Leamos para entender:

Efesios 3:1 "Así que yo, Pablo, soy prisionero de Jesucristo para bien de ustedes que no son judíos"

Pablo estaba encarcelado, pero su espíritu se elevaba más allá de las barras y las cadenas. 

Él se consideraba un prisionero, no de Roma, sino de Jesucristo.

Para Pablo, su estancia en prisión no era un accidente sino una misión divina, un medio para extender el mensaje del Evangelio. 

En lo personal y reflexionando en mi propia vida, he tenido responsabilidades muy fuertes. Recuerdo los días de cuidar a mi padre, un anciano de avanzada edad y a mi hermano con problemas mentales. Esa temporada parecía limitarme a los confines de mi hogar. 

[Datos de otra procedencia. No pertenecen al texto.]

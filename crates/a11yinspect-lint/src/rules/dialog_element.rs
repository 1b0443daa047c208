//! A lint rule for dialogs.

use a11yinspect_ast::Element;

use crate::Context;
use crate::Message;
use crate::Rule;
use crate::Tag;
use crate::TagSet;
use crate::Variant;
use crate::resolve;

/// The identifier for the dialog element rule.
const ID: &str = "dialog-element";

/// The roles of dialogs.
const DIALOG_ROLES: &[&str] = &["dialog", "alertdialog"];

/// The messages of the rule.
const MESSAGES: &[Message] = &[
    Message::new("dialogMissingAccessibleName")
        .combined("❌ Dialog missing accessible name")
        .error("❌ [Major] Dialog missing accessible name (4.1.2 A)"),
    Message::new("modalDialogTrapFocus")
        .combined("⚠️ Modal dialog should trap focus")
        .warning("⚠️ Modal dialog should trap focus"),
];

/// Detects unnamed dialogs and flags modal dialogs for a focus review.
#[derive(Default, Debug, Clone, Copy)]
pub struct DialogElementRule;

impl Rule for DialogElementRule {
    fn id(&self) -> &'static str {
        ID
    }

    fn description(&self) -> &'static str {
        "Ensures that dialogs are named and that modal dialogs manage focus."
    }

    fn explanation(&self) -> &'static str {
        "When a dialog opens, its accessible name is announced to tell users what it is about. \
         A modal dialog must also keep keyboard focus inside it until it is closed."
    }

    fn tags(&self) -> TagSet {
        TagSet::new(&[Tag::Operable, Tag::Robust])
    }

    fn related_rules(&self) -> &[&'static str] {
        &["focus-element", "aria-element"]
    }

    fn variants(&self) -> &'static [Variant] {
        &Variant::ALL
    }

    fn messages(&self) -> &'static [Message] {
        MESSAGES
    }

    fn applies_to(&self, element: &Element<'_>) -> bool {
        element.is("dialog")
            || resolve::literal_role(element).is_some_and(|r| DIALOG_ROLES.contains(&r))
    }

    fn check(&self, cx: &mut Context<'_>, element: &Element<'_>) {
        if resolve::missing_label(element) {
            cx.report("dialogMissingAccessibleName", element.location());
        }

        let has_dialog_role =
            resolve::literal_role(element).is_some_and(|r| DIALOG_ROLES.contains(&r));
        if has_dialog_role && element.value("aria-modal").is_true() {
            cx.report("modalDialogTrapFocus", element.location());
        }
    }
}
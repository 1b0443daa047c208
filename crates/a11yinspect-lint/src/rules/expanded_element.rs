//! A lint rule for expandable controls.

use a11yinspect_ast::Element;

use crate::Context;
use crate::Message;
use crate::Rule;
use crate::Tag;
use crate::TagSet;
use crate::Variant;
use crate::resolve;

/// The identifier for the expanded element rule.
const ID: &str = "expanded-element";

/// The messages of the rule.
const MESSAGES: &[Message] = &[
    Message::new("ariaExpandedTrueFalse")
        .warning("⚠️ aria-expanded should be true or false"),
    Message::new("ariaControlsReferencesNonExistent")
        .warning("⚠️ aria-controls references non-existent id"),
];

/// Detects invalid `aria-expanded` values and empty `aria-controls`.
#[derive(Default, Debug, Clone, Copy)]
pub struct ExpandedElementRule;

impl Rule for ExpandedElementRule {
    fn id(&self) -> &'static str {
        ID
    }

    fn description(&self) -> &'static str {
        "Ensures that expandable controls have a valid state and reference what they control."
    }

    fn explanation(&self) -> &'static str {
        "`aria-expanded` only accepts `true` and `false`. An empty `aria-controls` references \
         nothing."
    }

    fn tags(&self) -> TagSet {
        TagSet::new(&[Tag::Robust])
    }

    fn related_rules(&self) -> &[&'static str] {
        &["details-element", "tab-element"]
    }

    fn variants(&self) -> &'static [Variant] {
        &[Variant::Warning]
    }

    fn messages(&self) -> &'static [Message] {
        MESSAGES
    }

    fn applies_to(&self, element: &Element<'_>) -> bool {
        element.has("aria-expanded") || element.has("aria-controls")
    }

    fn check(&self, cx: &mut Context<'_>, element: &Element<'_>) {
        if let Some(expanded) = element.attribute("aria-expanded") {
            if resolve::is_invalid_token(expanded.value(), &["true", "false"]) {
                cx.report("ariaExpandedTrueFalse", expanded.location());
            }
        }

        if let Some(controls) = element.attribute("aria-controls") {
            let value = controls.value();
            if value.is_falsy() || value.is_blank() {
                cx.report("ariaControlsReferencesNonExistent", controls.location());
            }
        }
    }
}

#[cfg(test)]
mod tests {
    use a11yinspect_ast::builder::document;
    use a11yinspect_ast::builder::element;
    use pretty_assertions::assert_eq;

    use super::*;
    use crate::rules::testing::reports;

    #[test]
    fn expandable() {
        let doc = document([
            element("button")
                .attr("aria-expanded", "open")
                .attr("aria-controls", " "),
            element("button")
                .expr("aria-expanded", true)
                .attr("aria-controls", "menu"),
        ]);
        assert_eq!(
            reports(&ExpandedElementRule, &doc),
            [
                "ariaExpandedTrueFalse at <button>@0[aria-expanded]",
                "ariaControlsReferencesNonExistent at <button>@0[aria-controls]",
            ]
        );
    }
}
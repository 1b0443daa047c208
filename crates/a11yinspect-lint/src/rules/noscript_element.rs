//! A lint rule for script fallbacks.

use a11yinspect_ast::Element;

use crate::Context;
use crate::Message;
use crate::Rule;
use crate::Tag;
use crate::TagSet;
use crate::Variant;

/// The identifier for the noscript element rule.
const ID: &str = "noscript-element";

/// The messages of the rule.
const MESSAGES: &[Message] = &[
    Message::new("noscriptElementEmpty")
        .combined("❌ noscript element is empty")
        .error("❌ noscript element is empty"),
];

/// Detects empty `noscript` fallbacks.
#[derive(Default, Debug, Clone, Copy)]
pub struct NoscriptElementRule;

impl Rule for NoscriptElementRule {
    fn id(&self) -> &'static str {
        ID
    }

    fn description(&self) -> &'static str {
        "Ensures that `noscript` elements provide fallback content."
    }

    fn explanation(&self) -> &'static str {
        "A `noscript` element is shown when scripting is unavailable. Leaving it empty gives \
         those users nothing."
    }

    fn tags(&self) -> TagSet {
        TagSet::new(&[Tag::Robust])
    }

    fn variants(&self) -> &'static [Variant] {
        &[Variant::Combined, Variant::Error]
    }

    fn messages(&self) -> &'static [Message] {
        MESSAGES
    }

    fn applies_to(&self, element: &Element<'_>) -> bool {
        element.is("noscript")
    }

    fn check(&self, cx: &mut Context<'_>, element: &Element<'_>) {
        if element.text().is_empty() {
            cx.report("noscriptElementEmpty", element.location());
        }
    }
}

En esa época, conocí a una viejita de mi vecindario. No lo niego pero esta señora por su forma de hablar me cautivó y mi perspectiva fue otra. Pude comprender que no era prisionera de mi rutina, sino prisionera de Cristo para bendición de estas queridas almas.

Reconociendo esto, no solo mi actitud cambió, también mis acciones.

Hoy en día mi labor continúa con mi hermano porque mi papá partió de este plano, hace unos cuantos años. 

Ora conmigo:

Señor, gracias porque nada en mi vida sucede sin tu consentimiento divino. Necesito comprender la dicha de ser tu prisionera, de estar atada a un propósito eterno que trasciende mi comprensión. Quiero vivir cada día consciente de esta realidad y que mi vida refleje la belleza de servirte sin importar dónde me encuentre. En el nombre de tu Hijo. Amén.